● **DATA LISTING**
※

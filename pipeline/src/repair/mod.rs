//! Structural repair of untrusted model output.
//!
//! - [`basic_repair`] - deterministic local string surgery
//! - [`ModelRepairer`] - model-assisted repair, bounded to three attempts
//! - [`RepairStrategy`] / [`run_cascade`] - ordered fallible strategies,
//!   first success wins

pub mod basic;
pub mod model_assisted;
pub mod strategy;

use thiserror::Error;

use crate::model::ModelError;

pub use basic::{EMPTY_WORD_LIST, START_MARKER, basic_repair, parse_word_list};
pub use model_assisted::{ModelRepairer, Repaired};
pub use strategy::{CascadeFailure, CascadeOutcome, RepairStrategy, run_cascade};

/// Hard cap on model-assisted repair attempts for one text.
pub const MAX_REPAIR_ATTEMPTS: usize = 3;

/// Why a single repair step did not produce a usable structure.
#[derive(Debug, Clone, Error, PartialEq, Eq)]
pub enum RepairFailure {
    /// The text is not valid JSON.
    #[error("not parseable as JSON: {0}")]
    Unparseable(String),
    /// Valid JSON, but not an object with a `words` array.
    #[error("structurally invalid: {0}")]
    Structure(String),
    /// The repair response did not even contain the start marker.
    #[error("words array not found in repair response")]
    MissingMarker,
    /// The model call itself failed for a non-terminal reason.
    #[error("model call failed: {0}")]
    Model(String),
}

/// Outcome of one model-assisted repair attempt.
#[derive(Debug, Clone, PartialEq, Eq)]
pub enum RepairOutcome {
    /// A structurally valid list with this many raw elements.
    Success { entries: usize },
    /// The attempt was rejected.
    Failure { reason: RepairFailure },
}

/// Record of one model-assisted repair attempt.
#[derive(Debug, Clone)]
pub struct RepairAttempt {
    /// 1-indexed.
    pub attempt_number: usize,
    /// Candidate text as sent to the model (after truncation).
    pub input_text: String,
    /// Raw model response, empty when the call failed.
    pub response_text: String,
    pub outcome: RepairOutcome,
}

/// Terminal failures of the model-assisted repair loop.
#[derive(Debug, Error)]
pub enum RepairError {
    /// Every attempt was rejected.
    #[error("Repair failed after {attempts} attempts")]
    Exhausted {
        attempts: usize,
        history: Vec<RepairAttempt>,
    },

    /// The model service refused the call; repair cannot help.
    #[error("Model service denied the repair request: {0}")]
    ServiceDenied(ModelError),
}

/// Knobs for the model-assisted repair loop.
#[derive(Debug, Clone, Copy, PartialEq, Eq)]
pub struct RepairConfig {
    /// Attempts before giving up, clamped to `1..=MAX_REPAIR_ATTEMPTS`.
    pub max_attempts: usize,
    /// Output budget of each repair call.
    pub max_output_tokens: u64,
    /// Candidate text longer than this many chars is truncated.
    pub input_chars: usize,
}

impl Default for RepairConfig {
    fn default() -> Self {
        Self {
            max_attempts: MAX_REPAIR_ATTEMPTS,
            max_output_tokens: 4096,
            input_chars: 4000,
        }
    }
}

impl RepairConfig {
    /// Effective attempt budget.
    #[must_use]
    pub fn attempt_budget(&self) -> usize {
        self.max_attempts.clamp(1, MAX_REPAIR_ATTEMPTS)
    }
}

#[cfg(test)]
mod tests {
    use super::*;

    #[test]
    fn test_attempt_budget_is_capped() {
        let mut config = RepairConfig::default();
        assert_eq!(config.attempt_budget(), 3);

        config.max_attempts = 10;
        assert_eq!(config.attempt_budget(), 3);

        config.max_attempts = 0;
        assert_eq!(config.attempt_budget(), 1);
    }
}
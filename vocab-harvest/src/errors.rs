//! Public error types for vocab-harvest.

use thiserror::Error;
use vocab_harvest_markup::MarkupError;
use vocab_harvest_pipeline::extraction::ExtractionError;
use vocab_harvest_pipeline::model::ModelError;

/// Errors that can occur when harvesting or translating vocabulary.
///
/// Display messages are meant to be shown to end users as-is; the wrapped
/// errors keep the full chain for logs.
#[derive(Debug, Error)]
pub enum Error {
    /// No API key in the environment.
    #[error("GEMINI_API_KEY is not set. Create a key at https://aistudio.google.com/app/apikey")]
    MissingApiKey,

    /// The model service rejected the call for authorization or quota reasons.
    #[error("This model is not available with the current API key (possibly exceeded free quota): {0}")]
    ServiceUnavailable(String),

    /// The extraction pipeline gave up.
    #[error("{0}")]
    Extraction(#[from] ExtractionError),

    /// The markup analyzer could not be set up.
    #[error("Markup analyzer error: {0}")]
    Markup(#[from] MarkupError),

    /// A model call failed for a reason other than authorization or quota.
    #[error("Model invocation failed: {0}")]
    Model(ModelError),

    /// The input cannot be processed at all.
    #[error("Invalid input: {0}")]
    InvalidInput(String),
}

impl From<ModelError> for Error {
    fn from(error: ModelError) -> Self {
        if error.is_service_denial() {
            Self::ServiceUnavailable(error.message().to_string())
        } else {
            Self::Model(error)
        }
    }
}

impl Error {
    /// True when retrying with the same key cannot help.
    #[must_use]
    pub const fn is_service_unavailable(&self) -> bool {
        matches!(
            self,
            Self::ServiceUnavailable(_)
                | Self::Extraction(ExtractionError::ServiceUnavailable { .. })
        )
    }
}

※

● **INSTRUCTIONS TO FOLLOW**
Return every line above where "MarkupError" appears.

● **SOLUTION TO THIS TASK**
use vocab_harvest_markup::MarkupError;
    Markup(#[from] MarkupError),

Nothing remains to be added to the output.